◆ Dataset records
#####
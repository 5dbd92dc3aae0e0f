//! Generic string-keyed option mapping for tooling.
//!
//! # Responsibility
//! - Convert `TensorrtProviderInfo` to and from a `key -> value` string table.
//! - Own the stable key names shared with the extended options struct.
//!
//! # Invariants
//! - Output always contains every known key, including default-valued ones.
//! - Unknown input keys are ignored; absent keys keep their type-default.
//! - Values are parsed, never range-checked.

use crate::model::provider_info::{ComputeStreamHandle, TensorrtProviderInfo};
use std::collections::BTreeMap;
use std::error::Error;
use std::fmt::{Display, Formatter};
use std::str::FromStr;

/// Generic provider option table.
pub type ProviderOptions = BTreeMap<String, String>;

pub const KEY_DEVICE_ID: &str = "device_id";
pub const KEY_HAS_USER_COMPUTE_STREAM: &str = "has_user_compute_stream";
pub const KEY_USER_COMPUTE_STREAM: &str = "user_compute_stream";
pub const KEY_MAX_PARTITION_ITERATIONS: &str = "trt_max_partition_iterations";
pub const KEY_MIN_SUBGRAPH_SIZE: &str = "trt_min_subgraph_size";
pub const KEY_MAX_WORKSPACE_SIZE: &str = "trt_max_workspace_size";
pub const KEY_FP16_ENABLE: &str = "trt_fp16_enable";
pub const KEY_INT8_ENABLE: &str = "trt_int8_enable";
pub const KEY_INT8_CALIBRATION_TABLE_NAME: &str = "trt_int8_calibration_table_name";
pub const KEY_INT8_USE_NATIVE_CALIBRATION_TABLE: &str = "trt_int8_use_native_calibration_table";
pub const KEY_DLA_ENABLE: &str = "trt_dla_enable";
pub const KEY_DLA_CORE: &str = "trt_dla_core";
pub const KEY_DUMP_SUBGRAPHS: &str = "trt_dump_subgraphs";
pub const KEY_ENGINE_CACHE_ENABLE: &str = "trt_engine_cache_enable";
pub const KEY_ENGINE_CACHE_PATH: &str = "trt_engine_cache_path";
pub const KEY_ENGINE_DECRYPTION_ENABLE: &str = "trt_engine_decryption_enable";
pub const KEY_ENGINE_DECRYPTION_LIB_PATH: &str = "trt_engine_decryption_lib_path";
pub const KEY_FORCE_SEQUENTIAL_ENGINE_BUILD: &str = "trt_force_sequential_engine_build";
pub const KEY_CONTEXT_MEMORY_SHARING_ENABLE: &str = "trt_context_memory_sharing_enable";

const SUPPORTED_OPTION_KEYS: &[&str] = &[
    KEY_DEVICE_ID,
    KEY_HAS_USER_COMPUTE_STREAM,
    KEY_USER_COMPUTE_STREAM,
    KEY_MAX_PARTITION_ITERATIONS,
    KEY_MIN_SUBGRAPH_SIZE,
    KEY_MAX_WORKSPACE_SIZE,
    KEY_FP16_ENABLE,
    KEY_INT8_ENABLE,
    KEY_INT8_CALIBRATION_TABLE_NAME,
    KEY_INT8_USE_NATIVE_CALIBRATION_TABLE,
    KEY_DLA_ENABLE,
    KEY_DLA_CORE,
    KEY_DUMP_SUBGRAPHS,
    KEY_ENGINE_CACHE_ENABLE,
    KEY_ENGINE_CACHE_PATH,
    KEY_ENGINE_DECRYPTION_ENABLE,
    KEY_ENGINE_DECRYPTION_LIB_PATH,
    KEY_FORCE_SEQUENTIAL_ENGINE_BUILD,
    KEY_CONTEXT_MEMORY_SHARING_ENABLE,
];

/// Returns every key emitted by [`to_provider_options`].
pub fn supported_option_keys() -> &'static [&'static str] {
    SUPPORTED_OPTION_KEYS
}

/// Generic mapping parse errors.
#[derive(Debug, Clone, PartialEq, Eq)]
pub enum OptionsError {
    InvalidValue {
        key: &'static str,
        value: String,
        expected: &'static str,
    },
}

impl Display for OptionsError {
    fn fmt(&self, f: &mut Formatter<'_>) -> std::fmt::Result {
        match self {
            Self::InvalidValue {
                key,
                value,
                expected,
            } => write!(
                f,
                "option `{key}` has invalid value `{value}`; expected {expected}"
            ),
        }
    }
}

impl Error for OptionsError {}

/// Emits every known option as a string.
///
/// Booleans render as `true|false`; the stream handle renders as its decimal
/// address. The `has_trt_options` discriminant is not part of the mapping.
pub fn to_provider_options(info: &TensorrtProviderInfo) -> ProviderOptions {
    let entries: [(&str, String); 19] = [
        (KEY_DEVICE_ID, info.device_id.to_string()),
        (
            KEY_HAS_USER_COMPUTE_STREAM,
            info.has_user_compute_stream.to_string(),
        ),
        (
            KEY_USER_COMPUTE_STREAM,
            info.user_compute_stream.addr().to_string(),
        ),
        (
            KEY_MAX_PARTITION_ITERATIONS,
            info.max_partition_iterations.to_string(),
        ),
        (KEY_MIN_SUBGRAPH_SIZE, info.min_subgraph_size.to_string()),
        (KEY_MAX_WORKSPACE_SIZE, info.max_workspace_size.to_string()),
        (KEY_FP16_ENABLE, info.fp16_enable.to_string()),
        (KEY_INT8_ENABLE, info.int8_enable.to_string()),
        (
            KEY_INT8_CALIBRATION_TABLE_NAME,
            info.int8_calibration_table_name.clone(),
        ),
        (
            KEY_INT8_USE_NATIVE_CALIBRATION_TABLE,
            info.int8_use_native_calibration_table.to_string(),
        ),
        (KEY_DLA_ENABLE, info.dla_enable.to_string()),
        (KEY_DLA_CORE, info.dla_core.to_string()),
        (KEY_DUMP_SUBGRAPHS, info.dump_subgraphs.to_string()),
        (KEY_ENGINE_CACHE_ENABLE, info.engine_cache_enable.to_string()),
        (KEY_ENGINE_CACHE_PATH, info.engine_cache_path.clone()),
        (
            KEY_ENGINE_DECRYPTION_ENABLE,
            info.engine_decryption_enable.to_string(),
        ),
        (
            KEY_ENGINE_DECRYPTION_LIB_PATH,
            info.engine_decryption_lib_path.clone(),
        ),
        (
            KEY_FORCE_SEQUENTIAL_ENGINE_BUILD,
            info.force_sequential_engine_build.to_string(),
        ),
        (
            KEY_CONTEXT_MEMORY_SHARING_ENABLE,
            info.context_memory_sharing_enable.to_string(),
        ),
    ];

    entries
        .into_iter()
        .map(|(key, value)| (key.to_string(), value))
        .collect()
}

/// Parses a generic mapping into internal configuration.
///
/// # Errors
/// - Returns `OptionsError::InvalidValue` when a known key carries a value
///   that does not parse as the field's type.
pub fn from_provider_options(options: &ProviderOptions) -> Result<TensorrtProviderInfo, OptionsError> {
    let mut info = TensorrtProviderInfo::default();

    parse_into(options, KEY_DEVICE_ID, &mut info.device_id)?;
    parse_bool_into(
        options,
        KEY_HAS_USER_COMPUTE_STREAM,
        &mut info.has_user_compute_stream,
    )?;
    let mut stream_addr = info.user_compute_stream.addr();
    parse_into(options, KEY_USER_COMPUTE_STREAM, &mut stream_addr)?;
    info.user_compute_stream = ComputeStreamHandle::from_addr(stream_addr);
    parse_into(
        options,
        KEY_MAX_PARTITION_ITERATIONS,
        &mut info.max_partition_iterations,
    )?;
    parse_into(options, KEY_MIN_SUBGRAPH_SIZE, &mut info.min_subgraph_size)?;
    parse_into(options, KEY_MAX_WORKSPACE_SIZE, &mut info.max_workspace_size)?;
    parse_bool_into(options, KEY_FP16_ENABLE, &mut info.fp16_enable)?;
    parse_bool_into(options, KEY_INT8_ENABLE, &mut info.int8_enable)?;
    copy_string_into(
        options,
        KEY_INT8_CALIBRATION_TABLE_NAME,
        &mut info.int8_calibration_table_name,
    );
    parse_bool_into(
        options,
        KEY_INT8_USE_NATIVE_CALIBRATION_TABLE,
        &mut info.int8_use_native_calibration_table,
    )?;
    parse_bool_into(options, KEY_DLA_ENABLE, &mut info.dla_enable)?;
    parse_into(options, KEY_DLA_CORE, &mut info.dla_core)?;
    parse_bool_into(options, KEY_DUMP_SUBGRAPHS, &mut info.dump_subgraphs)?;
    parse_bool_into(
        options,
        KEY_ENGINE_CACHE_ENABLE,
        &mut info.engine_cache_enable,
    )?;
    copy_string_into(options, KEY_ENGINE_CACHE_PATH, &mut info.engine_cache_path);
    parse_bool_into(
        options,
        KEY_ENGINE_DECRYPTION_ENABLE,
        &mut info.engine_decryption_enable,
    )?;
    copy_string_into(
        options,
        KEY_ENGINE_DECRYPTION_LIB_PATH,
        &mut info.engine_decryption_lib_path,
    );
    parse_bool_into(
        options,
        KEY_FORCE_SEQUENTIAL_ENGINE_BUILD,
        &mut info.force_sequential_engine_build,
    )?;
    parse_bool_into(
        options,
        KEY_CONTEXT_MEMORY_SHARING_ENABLE,
        &mut info.context_memory_sharing_enable,
    )?;

    Ok(info)
}

fn parse_into<T: FromStr>(
    options: &ProviderOptions,
    key: &'static str,
    target: &mut T,
) -> Result<(), OptionsError> {
    let Some(raw) = options.get(key) else {
        return Ok(());
    };
    *target = raw.parse::<T>().map_err(|_| OptionsError::InvalidValue {
        key,
        value: raw.clone(),
        expected: std::any::type_name::<T>(),
    })?;
    Ok(())
}

fn parse_bool_into(
    options: &ProviderOptions,
    key: &'static str,
    target: &mut bool,
) -> Result<(), OptionsError> {
    let Some(raw) = options.get(key) else {
        return Ok(());
    };
    *target = parse_bool(raw).ok_or_else(|| OptionsError::InvalidValue {
        key,
        value: raw.clone(),
        expected: "true|false|1|0",
    })?;
    Ok(())
}

fn parse_bool(value: &str) -> Option<bool> {
    match value.to_ascii_lowercase().as_str() {
        "true" | "1" => Some(true),
        "false" | "0" => Some(false),
        _ => None,
    }
}

fn copy_string_into(options: &ProviderOptions, key: &'static str, target: &mut String) {
    if let Some(raw) = options.get(key) {
        target.clone_from(raw);
    }
}
//! ABI boundary for the TensorRT provider adapter.
//!
//! Fixed-layout option structs, owned-string transfer, external/internal
//! translation, and the exported `GetProvider` function table.

pub mod abi;
pub mod api;
pub mod config;
pub mod owned_str;
pub mod provider;
pub mod translate;

pub use abi::{OrtTensorRTProviderOptions, OrtTensorRTProviderOptionsV2, FIELD_COMPATIBILITY};
pub use api::{GetProvider, ProviderOptionsList, TensorrtProviderApi, PROVIDER_API_VERSION};
pub use owned_str::OwnedCStr;
pub use provider::{process_kernel_registry, provider, TensorrtProvider};
pub use translate::{
    info_from_external, info_to_external, release_option_strings, update_external, AbiError,
    ExportedOptions, ExternalOptions, OptionsVersion,
};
#####
◆ WHAT IS BEING ASKED
What is the number of lines in the records that include "true"? Answer with that number alone.

◆ RESPONSE TO THIS EXERCISE
3